It’s extraordinarily rare for something as simple as a title or a cover to catch my attention as a reader. I read blurbs. I read reviews. I seek out recommendations from my friends and family. I can think of two books in the whole of my adult life that I’ve picked up based on cover art or title.
This is one of them:
Something about that title really caught my imagination. I didn’t even know what genre the book qualified as, but I knew I wanted it. I looked up the author. I discovered that this is classified as science fiction, set in a far future where the zombies are real and humanity is a small village lost in a forest of hands and teeth. I wanted it even more.
Downloaded the Kindle sample chapter for iPhone and I read it all the way to the end. This is one of those books that gives me the feeling people will generally either love it or hate it. Oddly, I love it and hate it. The story was beautiful, the emotion and the characters and the setting were hauntingly, tantalizingly real. And I couldn’t finish it.

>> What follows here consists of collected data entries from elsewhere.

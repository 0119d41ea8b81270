//! Lookahead schedule: who is allowed to sign commitments, and when
//!
//! The schedule itself is computed by the registration subsystem and pushed
//! in via `update`; this module only resolves elections. When no opted-in
//! operator covers a slot, a whitelist fallback takes the window.

use std::collections::HashSet;

use parking_lot::RwLock;
use protocol_types::{Address, Hash, LookaheadSlot};

/// Resolves the preconfer elections the verifier and classifier consume
pub trait LookaheadProvider: Send + Sync {
    /// The slot whose submission window covers `now`
    fn current_preconfer(&self, now: u64) -> Option<LookaheadSlot>;

    /// The slot following `after` in rotation order
    fn next_preconfer(&self, after: &LookaheadSlot) -> Option<LookaheadSlot>;
}

/// Slot grid used to synthesize fallback windows
#[derive(Debug, Clone)]
pub struct SlotTiming {
    pub genesis_timestamp: u64,
    /// Submission window length in seconds
    pub slot_duration: u64,
    pub slots_per_epoch: u64,
}

impl SlotTiming {
    /// Index of the slot whose window covers `at`; windows are
    /// half-open `(end - slot_duration, end]`
    pub fn slot_index(&self, at: u64) -> u64 {
        at.saturating_sub(self.genesis_timestamp) / self.slot_duration
    }

    pub fn window_end(&self, slot_index: u64) -> u64 {
        self.genesis_timestamp + (slot_index + 1) * self.slot_duration
    }

    pub fn epoch(&self, slot_index: u64) -> u64 {
        slot_index / self.slots_per_epoch
    }
}

/// How fallback assignment walks the whitelist when no opted-in operator
/// covers a slot
#[derive(Debug, Clone)]
pub enum FallbackPolicy {
    /// One whitelist operator per epoch
    WhitelistRotation,
    /// Rotate every `n` slots within the epoch
    FirstNSlots { n: u64 },
}

/// A fallback operator with the registry root its collateral is booked under
#[derive(Debug, Clone)]
pub struct WhitelistEntry {
    pub address: Address,
    pub registration_root: Hash,
}

struct LookaheadInner {
    /// Committed schedule entries, ordered by window end
    entries: Vec<LookaheadSlot>,
    /// Operators excluded from future elections by the overseer
    blacklist: HashSet<Address>,
}

/// The lookahead schedule table.
///
/// Externally mutable: `update` may replace entries mid-epoch after a slash,
/// so two calls for the same logical position can disagree. The default
/// replacement policy is to retain an invalidated entry and let fallback
/// take over once rotation naturally proceeds.
pub struct Lookahead {
    timing: SlotTiming,
    fallback: FallbackPolicy,
    whitelist: Vec<WhitelistEntry>,
    inner: RwLock<LookaheadInner>,
}

impl Lookahead {
    pub fn new(timing: SlotTiming, fallback: FallbackPolicy, whitelist: Vec<WhitelistEntry>) -> Self {
        Self {
            timing,
            fallback,
            whitelist,
            inner: RwLock::new(LookaheadInner {
                entries: Vec::new(),
                blacklist: HashSet::new(),
            }),
        }
    }

    /// Replace the committed schedule. Entries are kept ordered by window end.
    pub fn update(&self, mut entries: Vec<LookaheadSlot>) {
        entries.sort_by_key(|slot| slot.submission_window_end);
        tracing::debug!("Lookahead updated with {} entries", entries.len());
        self.inner.write().entries = entries;
    }

    /// Exclude an operator from all future elections. Never retroactive:
    /// already-applied blocks are untouched.
    pub fn blacklist(&self, operator: Address) {
        tracing::warn!("Operator {} blacklisted from future elections", operator);
        self.inner.write().blacklist.insert(operator);
    }

    pub fn is_blacklisted(&self, operator: &Address) -> bool {
        self.inner.read().blacklist.contains(operator)
    }

    /// Fallback assignment for the slot covering `at`
    fn fallback_slot(&self, at: u64, window_end: u64) -> Option<LookaheadSlot> {
        if self.whitelist.is_empty() {
            return None;
        }
        let slot_index = self.timing.slot_index(at);
        let pick = match self.fallback {
            FallbackPolicy::WhitelistRotation => self.timing.epoch(slot_index),
            FallbackPolicy::FirstNSlots { n } => slot_index / n.max(1),
        } as usize
            % self.whitelist.len();
        let entry = &self.whitelist[pick];
        Some(LookaheadSlot {
            committer: entry.address,
            submission_window_end: window_end,
            registration_root: entry.registration_root,
            validator_leaf_index: 0,
        })
    }
}

impl LookaheadProvider for Lookahead {
    fn current_preconfer(&self, now: u64) -> Option<LookaheadSlot> {
        let inner = self.inner.read();
        let covering = inner
            .entries
            .iter()
            .find(|slot| slot.submission_window_end >= now);

        match covering {
            Some(slot) if !inner.blacklist.contains(&slot.committer) => Some(slot.clone()),
            // Blacklisted or uncovered slot: fallback takes the window
            Some(slot) => self.fallback_slot(now, slot.submission_window_end),
            None => {
                let window_end = self.timing.window_end(self.timing.slot_index(now));
                self.fallback_slot(now, window_end)
            }
        }
    }

    fn next_preconfer(&self, after: &LookaheadSlot) -> Option<LookaheadSlot> {
        let inner = self.inner.read();
        let next = inner
            .entries
            .iter()
            .find(|slot| slot.submission_window_end > after.submission_window_end);

        match next {
            Some(slot) if !inner.blacklist.contains(&slot.committer) => Some(slot.clone()),
            Some(slot) => {
                self.fallback_slot(after.submission_window_end, slot.submission_window_end)
            }
            None => {
                let window_end = after.submission_window_end + self.timing.slot_duration;
                self.fallback_slot(after.submission_window_end, window_end)
            }
        }
    }
}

Sometimes, no matter how beautiful a story is, no matter how wonderfully imagined and detailed, style matters. This story is written in first person (which I generally don’t get along with, as a rule. Something about all those my me I’s leaves me feeling like I’m reading the tale of a narcissist) and in present tense (*wince*).
In the end, this is a book I would recommend highly to anyone who doesn’t mind present tense, and to anyone who is a writer if they’re looking for something beautiful to study.
WTB version not written in present tense.
Interesting review. Getting back to my writing has certainly ruined my reading pleasure. The book must be extremely good to get past my critique filters.